🇷🇴 Romania
Bucharest
Bucharest (București — population 1.8 million in the city, 2.3 million in the metro — the capital of Romania and the largest city in southeastern Europe outside of Istanbul) is a city of violent contrasts: the Belle Époque boulevards and fin-de-siècle palaces that earned the city the name "Little Paris" in the 1900s and 1930s, when Romanian aristocrats had their palaces built by French architects and the Calea Victoriei (Victory Avenue) was lined with the most fashionable shops and cafés in the region, exist beside the megalomaniac brutalism of Nicolae Ceaușescu's communist reconstruction: the Palace of Parliament (Palatul Parlamentului — the second-largest administrative building in the world by floor area, after the Pentagon: 3.77 million sq ft, 1,100 rooms, 12 stories above ground and 8 underground, built by 700 architects and 20,000 workers continuously from 1983 to 1989, unfinished at Ceaușescu's execution), for which an entire historic neighborhood (Uranus — 7 sq km, 40,000 residents forcibly relocated) was demolished.

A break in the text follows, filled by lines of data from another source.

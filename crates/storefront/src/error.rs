//! Unified error handling with Sentry integration.
//!
//! Provides a unified `AppError` type that captures server-side errors to
//! Sentry before responding to the client. Route handlers that persist
//! state return `Result<T, AppError>`.
//!
//! Storage *reads* are deliberately not represented here: a missing or
//! unparsable session snapshot degrades to the default value (an empty
//! cart, no location) inside the session helpers and never reaches a
//! response.

use axum::{
    http::StatusCode,
    response::{IntoResponse, Response},
};
use thiserror::Error;

use crate::services::geocode::GeocodeError;

/// Application-level error type for the storefront.
#[derive(Debug, Error)]
pub enum AppError {
    /// Writing a snapshot to the session failed.
    #[error("Session error: {0}")]
    Session(#[from] tower_sessions::session::Error),

    /// Reverse geocoding failed.
    #[error("Geocode error: {0}")]
    Geocode(#[from] GeocodeError),

    /// Resource not found.
    #[error("Not found: {0}")]
    NotFound(String),

    /// Bad request from client.
    #[error("Bad request: {0}")]
    BadRequest(String),
}

impl IntoResponse for AppError {
    fn into_response(self) -> Response {
        // Capture server errors to Sentry
        if matches!(self, Self::Session(_) | Self::Geocode(_)) {
            let event_id = sentry::capture_error(&self);
            tracing::error!(
                error = %self,
                sentry_event_id = %event_id,
                "Request error"
            );
        }

        let status = match &self {
            Self::Session(_) => StatusCode::INTERNAL_SERVER_ERROR,
            Self::Geocode(_) => StatusCode::BAD_GATEWAY,
            Self::NotFound(_) => StatusCode::NOT_FOUND,
            Self::BadRequest(_) => StatusCode::BAD_REQUEST,
        };

        // Don't expose internal error details to clients
        let message = match &self {
            Self::Session(_) => "Internal server error".to_owned(),
            Self::Geocode(_) => "External service error".to_owned(),
            _ => self.to_string(),
        };

        (status, message).into_response()
    }
}

/// Result type alias for `AppError`.
pub type Result<T> = std::result::Result<T, AppError>;
//! Domain models for the storefront.

pub mod location;
pub mod order;
pub mod session;

pub use location::LocationPreference;
pub use order::{
    Charges, ConfirmedOrder, CustomerForm, DELIVERY_TAX, DraftNotReady, DraftOrder, DraftSnapshot,
    OrderLine,
};
//! Minimal HTML escaping.

/// Escapes `&`, `<`, `>` and `"` for safe embedding in HTML text and
/// double-quoted attribute values.
///
/// # Example
///
/// ```rust
/// use mud_core::escape_html;
///
/// assert_eq!(escape_html(r#"<a href="x">&</a>"#), "&lt;a href=&quot;x&quot;&gt;&amp;&lt;/a&gt;");
/// ```
pub fn escape_html(text: &str) -> String {
    let mut out = String::with_capacity(text.len());
    push_escaped(&mut out, text);
    out
}

/// Appends `text` to `out`, escaped. Unescaped runs are copied in one go.
pub fn push_escaped(out: &mut String, text: &str) {
    let mut last = 0;
    for (i, b) in text.bytes().enumerate() {
        let entity = match b {
            b'&' => "&amp;",
            b'<' => "&lt;",
            b'>' => "&gt;",
            b'"' => "&quot;",
            _ => continue,
        };
        out.push_str(&text[last..i]);
        out.push_str(entity);
        last = i + 1;
    }
    out.push_str(&text[last..]);
}
//! Splits highlighted HTML into independently valid lines.

const SPAN_CLOSE: &str = "</span>";
const SPAN_OPEN_PREFIX: &str = "<span";

/// Splits `html` at newlines, balancing `<span>` tags across each break.
///
/// The input holds only `<span …>` / `</span>` tags and literal text, which
/// is what the code highlighter emits. At every newline all open spans are
/// closed, and the same opening tags, attributes included, are replayed at
/// the start of the next line. A trailing empty line is dropped.
///
/// # Example
///
/// ```rust
/// use mud_core::split_by_line;
///
/// let lines = split_by_line("<span class=\"c\">a\nb</span>\n");
/// assert_eq!(
///     lines,
///     vec!["<span class=\"c\">a</span>", "<span class=\"c\">b</span>"]
/// );
/// ```
pub fn split_by_line(html: &str) -> Vec<String> {
    let mut lines = Vec::new();
    let mut current = String::new();
    let mut open_tags: Vec<&str> = Vec::new();
    let mut rest = html;

    while let Some(ch) = rest.chars().next() {
        if ch == '\n' {
            for _ in &open_tags {
                current.push_str(SPAN_CLOSE);
            }
            lines.push(std::mem::take(&mut current));
            for tag in &open_tags {
                current.push_str(tag);
            }
            rest = &rest[1..];
        } else if rest.starts_with(SPAN_CLOSE) {
            current.push_str(SPAN_CLOSE);
            open_tags.pop();
            rest = &rest[SPAN_CLOSE.len()..];
        } else if rest.starts_with(SPAN_OPEN_PREFIX) {
            match rest.find('>') {
                Some(gt) => {
                    let tag = &rest[..=gt];
                    open_tags.push(tag);
                    current.push_str(tag);
                    rest = &rest[gt + 1..];
                }
                None => {
                    current.push('<');
                    rest = &rest[1..];
                }
            }
        } else {
            // Copy the text run up to the next tag or line break.
            let end = match rest.find(['\n', '<']) {
                Some(0) => ch.len_utf8(),
                Some(end) => end,
                None => rest.len(),
            };
            current.push_str(&rest[..end]);
            rest = &rest[end..];
        }
    }

    lines.push(current);
    if lines.len() > 1 && lines.last().is_some_and(String::is_empty) {
        lines.pop();
    }
    lines
}

#[cfg(test)]
mod tests {
    use super::*;
    use pretty_assertions::assert_eq;

    #[test]
    fn test_plain_text_lines() {
        assert_eq!(split_by_line("a\nb\nc"), vec!["a", "b", "c"]);
    }

    #[test]
    fn test_trailing_newline_dropped() {
        assert_eq!(split_by_line("a\nb\n"), vec!["a", "b"]);
    }

    #[test]
    fn test_only_one_trailing_line_dropped() {
        assert_eq!(split_by_line("a\n\n"), vec!["a", ""]);
    }

    #[test]
    fn test_empty_input_yields_one_empty_line() {
        assert_eq!(split_by_line(""), vec![""]);
    }

    #[test]
    fn test_span_within_line_untouched() {
        let html = r#"let <span class="hl-keyword">x</span> = 1"#;
        assert_eq!(split_by_line(html), vec![html]);
    }

    #[test]
    fn test_span_crossing_lines_is_reopened() {
        let html = "<span class=\"hl-comment\">/* one\ntwo */</span> x";
        assert_eq!(
            split_by_line(html),
            vec![
                "<span class=\"hl-comment\">/* one</span>",
                "<span class=\"hl-comment\">two */</span> x",
            ]
        );
    }

    #[test]
    fn test_nested_spans_reopened_in_order() {
        let html = "<span class=\"a\"><span class=\"b\">1\n2</span>3</span>";
        assert_eq!(
            split_by_line(html),
            vec![
                "<span class=\"a\"><span class=\"b\">1</span></span>",
                "<span class=\"a\"><span class=\"b\">2</span>3</span>",
            ]
        );
    }

    #[test]
    fn test_span_spanning_three_lines() {
        let html = "<span class=\"s\">a\nb\nc</span>";
        assert_eq!(
            split_by_line(html),
            vec![
                "<span class=\"s\">a</span>",
                "<span class=\"s\">b</span>",
                "<span class=\"s\">c</span>",
            ]
        );
    }

    #[test]
    fn test_escaped_text_passes_through() {
        assert_eq!(
            split_by_line("&lt;div&gt;\n&amp;"),
            vec!["&lt;div&gt;", "&amp;"]
        );
    }

    #[test]
    fn test_unterminated_tag_is_literal() {
        assert_eq!(split_by_line("<span class"), vec!["<span class"]);
    }

    #[test]
    fn test_non_ascii_text() {
        assert_eq!(
            split_by_line("<span class=\"s\">\"héllo\nwörld\"</span>"),
            vec![
                "<span class=\"s\">\"héllo</span>",
                "<span class=\"s\">wörld\"</span>",
            ]
        );
    }
}
//! GitHub-style heading slugs.

use std::collections::HashMap;
use std::sync::LazyLock;

use regex::Regex;

static NON_WORD: LazyLock<Regex> =
    LazyLock::new(|| Regex::new(r"[^\w\s-]").expect("slug pattern is valid"));

static WHITESPACE: LazyLock<Regex> =
    LazyLock::new(|| Regex::new(r"\s+").expect("whitespace pattern is valid"));

/// Converts heading text to a GitHub-style slug.
///
/// Lowercases, strips everything except word characters, whitespace and
/// hyphens, trims, then turns each whitespace run into one hyphen. Word
/// characters are Unicode-aware, so digits and non-ASCII letters survive.
///
/// # Example
///
/// ```rust
/// use mud_core::slugify;
///
/// assert_eq!(slugify("What's new?"), "whats-new");
/// assert_eq!(slugify("Ñoño 2"), "ñoño-2");
/// ```
pub fn slugify(text: &str) -> String {
    let lower = text.to_lowercase();
    let stripped = NON_WORD.replace_all(&lower, "");
    WHITESPACE.replace_all(stripped.trim(), "-").into_owned()
}

/// Deduplicates slugs within one document.
///
/// The first occurrence of a slug is returned bare; repeats get `-1`,
/// `-2`, and so on.
#[derive(Debug, Default, Clone)]
pub struct SlugTracker {
    counts: HashMap<String, usize>,
}

impl SlugTracker {
    /// Creates an empty tracker.
    pub fn new() -> Self {
        Self::default()
    }

    /// Returns the unique slug for `text`.
    pub fn slug(&mut self, text: &str) -> String {
        let base = slugify(text);
        let seen = self.counts.entry(base.clone()).or_insert(0);
        let n = *seen;
        *seen += 1;
        if n == 0 { base } else { format!("{base}-{n}") }
    }
}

The result of this history is a city of extreme urban contrasts that no other European capital matches: the Orthodox churches of the 18th century hidden between modernist blocks, the Art Nouveau houses beside parking lots that were once neighborhoods, and the finest bohemian bar scene in Eastern Europe emerging in the ruins and interstitial spaces of the communist city. Bucharest's Floreasca and Dorobanți neighborhoods have become among the most sophisticated dining scenes in Europe, and the city's energy — driven by a large young population and a start-up culture — makes it one of the most surprising and rewarding European capitals to visit.